■ EXERCISE DESCRIPTION ■
Copy the listing that follows, line for line, without a single difference.

:: GIVEN ENTRIES

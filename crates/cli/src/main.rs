//! ForgeLoop CLI entry point.
//!
//! Commands:
//! - `run`       Drive an objective through the ReAct loop
//! - `plan`      Print the task plan for an objective
//! - `classify`  Show whether an objective would be planned
//! - `config`    Print the effective configuration

use clap::{Parser, Subcommand};
use std::path::PathBuf;

mod commands;

#[derive(Parser)]
#[command(
    name = "forgeloop",
    about = "ForgeLoop: autonomous coding agent",
    version,
    author
)]
struct Cli {
    #[command(subcommand)]
    command: Commands,

    /// Enable verbose logging
    #[arg(short, long, global = true)]
    verbose: bool,

    /// Emit logs as JSON
    #[arg(long, global = true)]
    log_json: bool,
}

#[derive(Subcommand)]
enum Commands {
    /// Run the agent on an objective
    Run {
        objective: String,

        /// Workspace directory (defaults to tools.workspace_root)
        #[arg(short, long, env = "FORGELOOP_WORKSPACE")]
        workspace: Option<PathBuf>,

        /// Override agent.max_steps
        #[arg(long)]
        max_steps: Option<u32>,

        /// Skip task planning
        #[arg(long)]
        no_plan: bool,

        /// Override llm.model
        #[arg(short, long)]
        model: Option<String>,
    },

    /// Generate and print a task plan
    Plan {
        objective: String,

        /// Plan even when the objective looks like a single action
        #[arg(short, long)]
        force: bool,
    },

    /// Print the planning classifier decision for a message
    Classify { message: String },

    /// Print the effective configuration
    Config {
        /// Print the built-in defaults instead
        #[arg(long)]
        defaults: bool,
    },
}

#[tokio::main]
async fn main() -> Result<(), Box<dyn std::error::Error>> {
    let cli = Cli::parse();

    // Logs go to stderr; stdout carries progress events and answers.
    let filter = if cli.verbose { "debug" } else { "info" };
    let env_filter = tracing_subscriber::EnvFilter::try_from_default_env()
        .unwrap_or_else(|_| tracing_subscriber::EnvFilter::new(filter));
    let builder = tracing_subscriber::fmt()
        .with_env_filter(env_filter)
        .with_writer(std::io::stderr)
        .with_target(false);
    if cli.log_json {
        builder.json().init();
    } else {
        builder.init();
    }

    match cli.command {
        Commands::Run {
            objective,
            workspace,
            max_steps,
            no_plan,
            model,
        } => {
            commands::run::run(commands::run::RunArgs {
                objective,
                workspace,
                max_steps,
                no_plan,
                model,
            })
            .await?
        }
        Commands::Plan { objective, force } => commands::plan::run(&objective, force).await?,
        Commands::Classify { message } => commands::classify::run(&message),
        Commands::Config { defaults } => commands::config_cmd::show(defaults)?,
    }

    Ok(())
}
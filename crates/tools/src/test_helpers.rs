//! Shared test helpers for tool tests.

use async_trait::async_trait;
use forgeloop_core::error::ToolError;
use forgeloop_core::terminal::TerminalRegistry;
use forgeloop_core::tool::{ToolContext, ToolServer, ToolServerRequest, ToolServerResponse};
use std::collections::{HashMap, VecDeque};
use std::path::PathBuf;
use std::sync::{Arc, Mutex};
use std::time::Duration;

#[derive(Clone)]
enum Scripted {
    Reply(Result<ToolServerResponse, ToolError>),
    Hang,
}

/// A tool server that records every request and replays scripted replies.
///
/// Replies are queued per tool; the last one sticks once the queue drains.
/// Tools with nothing scripted reply `{success: true, result: null}`.
pub struct RecordingServer {
    requests: Mutex<Vec<ToolServerRequest>>,
    scripted: Mutex<HashMap<String, VecDeque<Scripted>>>,
}

impl RecordingServer {
    pub fn new() -> Self {
        Self {
            requests: Mutex::new(Vec::new()),
            scripted: Mutex::new(HashMap::new()),
        }
    }

    fn push(&self, tool: &str, reply: Scripted) {
        self.scripted
            .lock()
            .unwrap()
            .entry(tool.to_string())
            .or_default()
            .push_back(reply);
    }

    pub fn respond(&self, tool: &str, response: ToolServerResponse) {
        self.push(tool, Scripted::Reply(Ok(response)));
    }

    pub fn fail(&self, tool: &str, error: ToolError) {
        self.push(tool, Scripted::Reply(Err(error)));
    }

    /// Never reply to `tool`.
    pub fn hang(&self, tool: &str) {
        self.push(tool, Scripted::Hang);
    }

    pub fn requests(&self) -> Vec<ToolServerRequest> {
        self.requests.lock().unwrap().clone()
    }

    pub fn requests_for(&self, tool: &str) -> Vec<ToolServerRequest> {
        self.requests()
            .into_iter()
            .filter(|r| r.tool == tool)
            .collect()
    }
}

#[async_trait]
impl ToolServer for RecordingServer {
    fn name(&self) -> &str {
        "recording"
    }

    fn capabilities(&self) -> Vec<String> {
        crate::server::standard_capabilities()
    }

    async fn execute(&self, request: ToolServerRequest) -> Result<ToolServerResponse, ToolError> {
        let tool = request.tool.clone();
        self.requests.lock().unwrap().push(request);

        let next = {
            let mut scripted = self.scripted.lock().unwrap();
            match scripted.get_mut(&tool) {
                Some(queue) if queue.len() > 1 => queue.pop_front(),
                Some(queue) => queue.front().cloned(),
                None => None,
            }
        };

        match next {
            Some(Scripted::Reply(reply)) => reply,
            Some(Scripted::Hang) => std::future::pending().await,
            None => Ok(ToolServerResponse::ok(serde_json::Value::Null)),
        }
    }
}

/// A tool context bound to `dir` with a fresh terminal registry and a 300s timeout.
pub fn context(server: Arc<RecordingServer>, dir: &str) -> ToolContext {
    ToolContext {
        working_dir: PathBuf::from(dir),
        server,
        terminals: Arc::new(TerminalRegistry::new()),
        command_timeout: Duration::from_secs(300),
    }
}

/// A `package.json` read reply with the given scripts.
pub fn manifest(scripts: serde_json::Value) -> ToolServerResponse {
    let content = serde_json::json!({ "name": "app", "scripts": scripts }).to_string();
    ToolServerResponse::ok(serde_json::json!({ "path": "package.json", "content": content }))
}

/// An `execute_command` reply.
pub fn command_output(stdout: &str, exit_code: i32) -> ToolServerResponse {
    ToolServerResponse::ok(serde_json::json!({
        "stdout": stdout,
        "stderr": "",
        "exitCode": exit_code,
    }))
}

::::

■ SOLUTION FOR THIS EXERCISE ■
filename crates/cli/src/main.rs
//! ForgeLoop CLI entry point.
//!
//! Commands:
//! - `run`       Drive an objective through the ReAct loop
//! - `plan`      Print the task plan for an objective
//! - `classify`  Show whether an objective would be planned
//! - `config`    Print the effective configuration

use clap::{Parser, Subcommand};
use std::path::PathBuf;

mod commands;

#[derive(Parser)]
#[command(
    name = "forgeloop",
    about = "ForgeLoop: autonomous coding agent",
    version,
    author
)]
struct Cli {
    #[command(subcommand)]
    command: Commands,

    /// Enable verbose logging
    #[arg(short, long, global = true)]
    verbose: bool,

    /// Emit logs as JSON
    #[arg(long, global = true)]
    log_json: bool,
}

#[derive(Subcommand)]
enum Commands {
    /// Run the agent on an objective
    Run {
        objective: String,

        /// Workspace directory (defaults to tools.workspace_root)
        #[arg(short, long, env = "FORGELOOP_WORKSPACE")]
        workspace: Option<PathBuf>,

        /// Override agent.max_steps
        #[arg(long)]
        max_steps: Option<u32>,

        /// Skip task planning
        #[arg(long)]
        no_plan: bool,

        /// Override llm.model
        #[arg(short, long)]
        model: Option<String>,
    },

    /// Generate and print a task plan
    Plan {
        objective: String,

        /// Plan even when the objective looks like a single action
        #[arg(short, long)]
        force: bool,
    },

    /// Print the planning classifier decision for a message
    Classify { message: String },

    /// Print the effective configuration
    Config {
        /// Print the built-in defaults instead
        #[arg(long)]
        defaults: bool,
    },
}

#[tokio::main]
async fn main() -> Result<(), Box<dyn std::error::Error>> {
    let cli = Cli::parse();

    // Logs go to stderr; stdout carries progress events and answers.
    let filter = if cli.verbose { "debug" } else { "info" };
    let env_filter = tracing_subscriber::EnvFilter::try_from_default_env()
        .unwrap_or_else(|_| tracing_subscriber::EnvFilter::new(filter));
    let builder = tracing_subscriber::fmt()
        .with_env_filter(env_filter)
        .with_writer(std::io::stderr)
        .with_target(false);
    if cli.log_json {
        builder.json().init();
    } else {
        builder.init();
    }

    match cli.command {
        Commands::Run {
            objective,
            workspace,
            max_steps,
            no_plan,
            model,
        } => {
            commands::run::run(commands::run::RunArgs {
                objective,
                workspace,
                max_steps,
                no_plan,
                model,
            })
            .await?
        }
        Commands::Plan { objective, force } => commands::plan::run(&objective, force).await?,
        Commands::Classify { message } => commands::classify::run(&message),
        Commands::Config { defaults } => commands::config_cmd::show(defaults)?,
    }

    Ok(())
}
filename crates/tools/src/test_helpers.rs
//! Shared test helpers for tool tests.

use async_trait::async_trait;
use forgeloop_core::error::ToolError;
use forgeloop_core::terminal::TerminalRegistry;
use forgeloop_core::tool::{ToolContext, ToolServer, ToolServerRequest, ToolServerResponse};
use std::collections::{HashMap, VecDeque};
use std::path::PathBuf;
use std::sync::{Arc, Mutex};
use std::time::Duration;

#[derive(Clone)]
enum Scripted {
    Reply(Result<ToolServerResponse, ToolError>),
    Hang,
}

/// A tool server that records every request and replays scripted replies.
///
/// Replies are queued per tool; the last one sticks once the queue drains.
/// Tools with nothing scripted reply `{success: true, result: null}`.
pub struct RecordingServer {
    requests: Mutex<Vec<ToolServerRequest>>,
    scripted: Mutex<HashMap<String, VecDeque<Scripted>>>,
}

impl RecordingServer {
    pub fn new() -> Self {
        Self {
            requests: Mutex::new(Vec::new()),
            scripted: Mutex::new(HashMap::new()),
        }
    }

    fn push(&self, tool: &str, reply: Scripted) {
        self.scripted
            .lock()
            .unwrap()
            .entry(tool.to_string())
            .or_default()
            .push_back(reply);
    }

    pub fn respond(&self, tool: &str, response: ToolServerResponse) {
        self.push(tool, Scripted::Reply(Ok(response)));
    }

    pub fn fail(&self, tool: &str, error: ToolError) {
        self.push(tool, Scripted::Reply(Err(error)));
    }

    /// Never reply to `tool`.
    pub fn hang(&self, tool: &str) {
        self.push(tool, Scripted::Hang);
    }

    pub fn requests(&self) -> Vec<ToolServerRequest> {
        self.requests.lock().unwrap().clone()
    }

    pub fn requests_for(&self, tool: &str) -> Vec<ToolServerRequest> {
        self.requests()
            .into_iter()
            .filter(|r| r.tool == tool)
            .collect()
    }
}

#[async_trait]
impl ToolServer for RecordingServer {
    fn name(&self) -> &str {
        "recording"
    }

    fn capabilities(&self) -> Vec<String> {
        crate::server::standard_capabilities()
    }

    async fn execute(&self, request: ToolServerRequest) -> Result<ToolServerResponse, ToolError> {
        let tool = request.tool.clone();
        self.requests.lock().unwrap().push(request);

        let next = {
            let mut scripted = self.scripted.lock().unwrap();
            match scripted.get_mut(&tool) {
                Some(queue) if queue.len() > 1 => queue.pop_front(),
                Some(queue) => queue.front().cloned(),
                None => None,
            }
        };

        match next {
            Some(Scripted::Reply(reply)) => reply,
            Some(Scripted::Hang) => std::future::pending().await,
            None => Ok(ToolServerResponse::ok(serde_json::Value::Null)),
        }
    }
}

/// A tool context bound to `dir` with a fresh terminal registry and a 300s timeout.
pub fn context(server: Arc<RecordingServer>, dir: &str) -> ToolContext {
    ToolContext {
        working_dir: PathBuf::from(dir),
        server,
        terminals: Arc::new(TerminalRegistry::new()),
        command_timeout: Duration::from_secs(300),
    }
}

/// A `package.json` read reply with the given scripts.
pub fn manifest(scripts: serde_json::Value) -> ToolServerResponse {
    let content = serde_json::json!({ "name": "app", "scripts": scripts }).to_string();
    ToolServerResponse::ok(serde_json::json!({ "path": "package.json", "content": content }))
}

/// An `execute_command` reply.
pub fn command_output(stdout: &str, exit_code: i32) -> ToolServerResponse {
    ToolServerResponse::ok(serde_json::json!({
        "stdout": stdout,
        "stderr": "",
        "exitCode": exit_code,
    }))
}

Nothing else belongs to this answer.